Он, когда дарил, сказал:
— Вот он, «Я на том свете».
— А почему в кудрях теленочек над головой?
— «Ну, хоть теленок из меня на том свете получится?» — ответил скульптор. — Я ведь был с ним знаком — мы разговаривали… Может быть, скульптор прикидывался?.. Я как-то поначалу засомневался… А потом — нет! Это гений… Вот мы с вами не гении. Правда — не гении?.. — Глаза хитро светились. — Мы не барахло — правда ведь? — Объединение под сомнительной формулой «мы с вами» выглядело сильным преувеличением. — Мы с вами — нечто! А он — безграмотный гений… Мои очерки о художниках в «Новом мире»
Он долго настаивал на этой форме своего несогласия с пожеланиями редакции, а скорее всего — старался укрепить себя и дать клятву в чьем-нибудь присутствии не предать памяти трижды преданного и вечно гонимого «еврейского Микеланджело».
Разговор пошел о Михоэлсе и Зускинде.
За кулисами в ГОСЕТе (Государственный Еврейский Театр) Ю.О. представили Соломону Михоэлсу. Дело было перед спектаклем, и Народный артист пригласил его выпить после спектакля и поговорить (а не поговорить и выпить — что не одно и то же!) Михоэлс к моменту знакомства уже знал о Домбровском и потому сразу принял его с расположением и широтой.
Вениамин Зускинд (тоже Народный артист) призвал пить «так, как могут пить евреи!» Так и пили — по-русски.
Мастер вспомнил Потоцкую (вторую жену Михоэлса), и пожалел её сокрушенно:
— Она ведь одна пропадает… Родственники-то уехали. Кто ж за ней присмотрит?.. Её тогда, после убийства мужа, споили.
— Сознательно споили… Из дома не выпускали, а спиртное ставили на стол в неограниченном количестве. Красавица была… Красавица! И охранников при ней содержали. Прямо в её жилище…
Постепенно утихли воспоминания, и мастер стал читать мне главу из «Факультета» — о вожде, работающем за столом в саду и об одном из невероятных случаев — вождь помиловал человека, приговоренного к расстрелу…

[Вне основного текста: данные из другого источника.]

//! Metrics operator installation.
//!
//! Establishes the catalog source, subscription and operator group that
//! install the metrics operator, then waits for the operator workload to
//! report a ready replica. Before establishing the catalog source it clears
//! out a known stale installation left by an earlier release.

use serde_json::{json, Value};
use tracing::{debug, info};

use crate::convergence::apply::Applier;
use crate::convergence::poll;
use crate::error::ReconcileResult;
use crate::model;
use crate::store::ObjectStore;
use crate::types::context::Context;
use crate::types::object::{Kind, Selector};
use crate::types::spec::Observability;
use crate::types::status::{ObservabilityStatus, StageOutcome};

use super::{delete_in_order, Stage};

#[derive(Debug, Default)]
pub struct InstallationStage {
    applier: Applier,
}

impl InstallationStage {
    pub fn new(applier: Applier) -> Self {
        InstallationStage { applier }
    }

    fn reconcile_namespace(
        &self,
        store: &dyn ObjectStore,
        ctx: &Context,
        cr: &Observability,
    ) -> ReconcileResult<()> {
        self.applier
            .apply(store, ctx, &model::prometheus_namespace(cr), |_| Ok(()))?;
        Ok(())
    }

    fn reconcile_catalog_source(
        &self,
        store: &dyn ObjectStore,
        ctx: &Context,
        cr: &Observability,
    ) -> ReconcileResult<()> {
        let source = model::prometheus_catalog_source(cr);
        match store.get(ctx, &source) {
            Ok(_) => {}
            Err(e) if e.is_not_found() => remove_stale_installation(store, ctx, cr)?,
            Err(e) => return Err(e.into()),
        }

        self.applier.apply(store, ctx, &source, |obj| {
            obj.spec = json!({
                "sourceType": "grpc",
                "image": model::PROMETHEUS_CATALOG_IMAGE,
            });
            Ok(())
        })?;
        Ok(())
    }

    fn reconcile_subscription(
        &self,
        store: &dyn ObjectStore,
        ctx: &Context,
        cr: &Observability,
    ) -> ReconcileResult<()> {
        let namespace = cr.prometheus_operator_namespace().to_string();
        let resources = cr
            .spec
            .prometheus_operator_resources
            .clone()
            .unwrap_or(Value::Null);
        self.applier
            .apply(store, ctx, &model::prometheus_subscription(cr), |obj| {
                obj.spec = json!({
                    "source": model::PROMETHEUS_CATALOG_SOURCE,
                    "sourceNamespace": namespace,
                    "name": "prometheus",
                    "channel": "preview",
                    "installPlanApproval": "Automatic",
                    "config": { "resources": resources },
                });
                Ok(())
            })?;
        Ok(())
    }

    fn reconcile_operator_group(
        &self,
        store: &dyn ObjectStore,
        ctx: &Context,
        cr: &Observability,
    ) -> ReconcileResult<()> {
        let namespace = cr.prometheus_operator_namespace();
        // a namespace may hold a single operator group; adopt whatever exists
        let selector = Selector::kind(Kind::OperatorGroup).in_namespace(namespace);
        let existing = store.list(ctx, &selector)?;
        if !existing.is_empty() {
            debug!(namespace, "operator group already present");
            return Ok(());
        }
        self.applier
            .apply(store, ctx, &model::prometheus_operator_group(cr), |obj| {
                obj.spec = json!({ "targetNamespaces": [namespace] });
                Ok(())
            })?;
        Ok(())
    }
}

/// Remove the subscription and cluster service version of the one stale
/// metrics operator release known to block a clean install.
fn remove_stale_installation(
    store: &dyn ObjectStore,
    ctx: &Context,
    cr: &Observability,
) -> ReconcileResult<()> {
    info!(
        namespace = cr.prometheus_operator_namespace(),
        csv = model::STALE_PROMETHEUS_CSV,
        "catalog source missing, clearing stale operator installation"
    );
    delete_in_order(
        store,
        ctx,
        &[
            model::prometheus_subscription(cr),
            model::stale_prometheus_csv(cr),
        ],
    )
}

impl Stage for InstallationStage {
    fn name(&self) -> &str {
        "installation"
    }

    fn reconcile(
        &self,
        store: &dyn ObjectStore,
        ctx: &Context,
        cr: &Observability,
        _status: &mut ObservabilityStatus,
    ) -> ReconcileResult<StageOutcome> {
        if cr.descoped_mode_enabled() {
            self.reconcile_namespace(store, ctx, cr)?;
        }
        self.reconcile_catalog_source(store, ctx, cr)?;
        self.reconcile_subscription(store, ctx, cr)?;
        self.reconcile_operator_group(store, ctx, cr)?;

        poll::workload_ready(
            store,
            ctx,
            cr.prometheus_operator_namespace(),
            model::PROMETHEUS_OPERATOR_DEPLOYMENT,
        )
    }

    fn cleanup(
        &self,
        store: &dyn ObjectStore,
        ctx: &Context,
        cr: &Observability,
    ) -> ReconcileResult<StageOutcome> {
        let mut ids = vec![
            model::prometheus_subscription(cr),
            model::prometheus_operator_group(cr),
            model::prometheus_catalog_source(cr),
        ];
        if cr.descoped_mode_enabled() {
            ids.push(model::prometheus_namespace(cr));
        }
        delete_in_order(store, ctx, &ids)?;
        Ok(StageOutcome::Success)
    }
}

Кончил читать — и традиционное:
— Ну, как? Ничего?.. Такому закоренелому, как этот Coco, должны быть засчитаны все его добрые дела, а то перекос будет — одни убийства, что ли?
Папка с «Факультетом» уже превратилась в фолиант и лежала на стуле.
— Объемистая, — заметил я.
— Да-а… — возликовал мастер, схватил её двумя руками и, в замахе подняв высоко над головой, тяжело с ударом опустил её на сиденье стула. — Этой штукой уже убить можно! — в его глазах сверкнули бесовские огоньки, и он тихо рассмеялся.
В этот день я ощутил, что мастера непрестанно мучают приступы совести, и он от них шалеет:
— Д… опять дали три года, а ведь я верил, что он стукач… Стыдно… Но, старик (на его лице появилась одна из самых болезненных гримас)… Я ведь свое отсидел, оттрубил?.. Как думаешь?.. А?.. А все равно стыдно…
У меня дома. Настроение у всех скверное. Вокруг события мрачные. Ю.О. каждый раз, когда звонит Кларе в Алма-Ату, очень волнуется и не может сосредоточиться. А звонит всегда от меня, говорит, что от него автоматика не срабатывает.
На дамский, риторический, брошенный в пустоту вопрос: «И долго еще все это может продолжаться?!» — он пожимает плечами, широко разводит руки, пытается пятерней сгрести и откинуть нависающие на лоб густые волосы, плотно сжаты губы, и ходит по комнате. Это означает некий старт, концентрацию, после которой будет рывок, атака.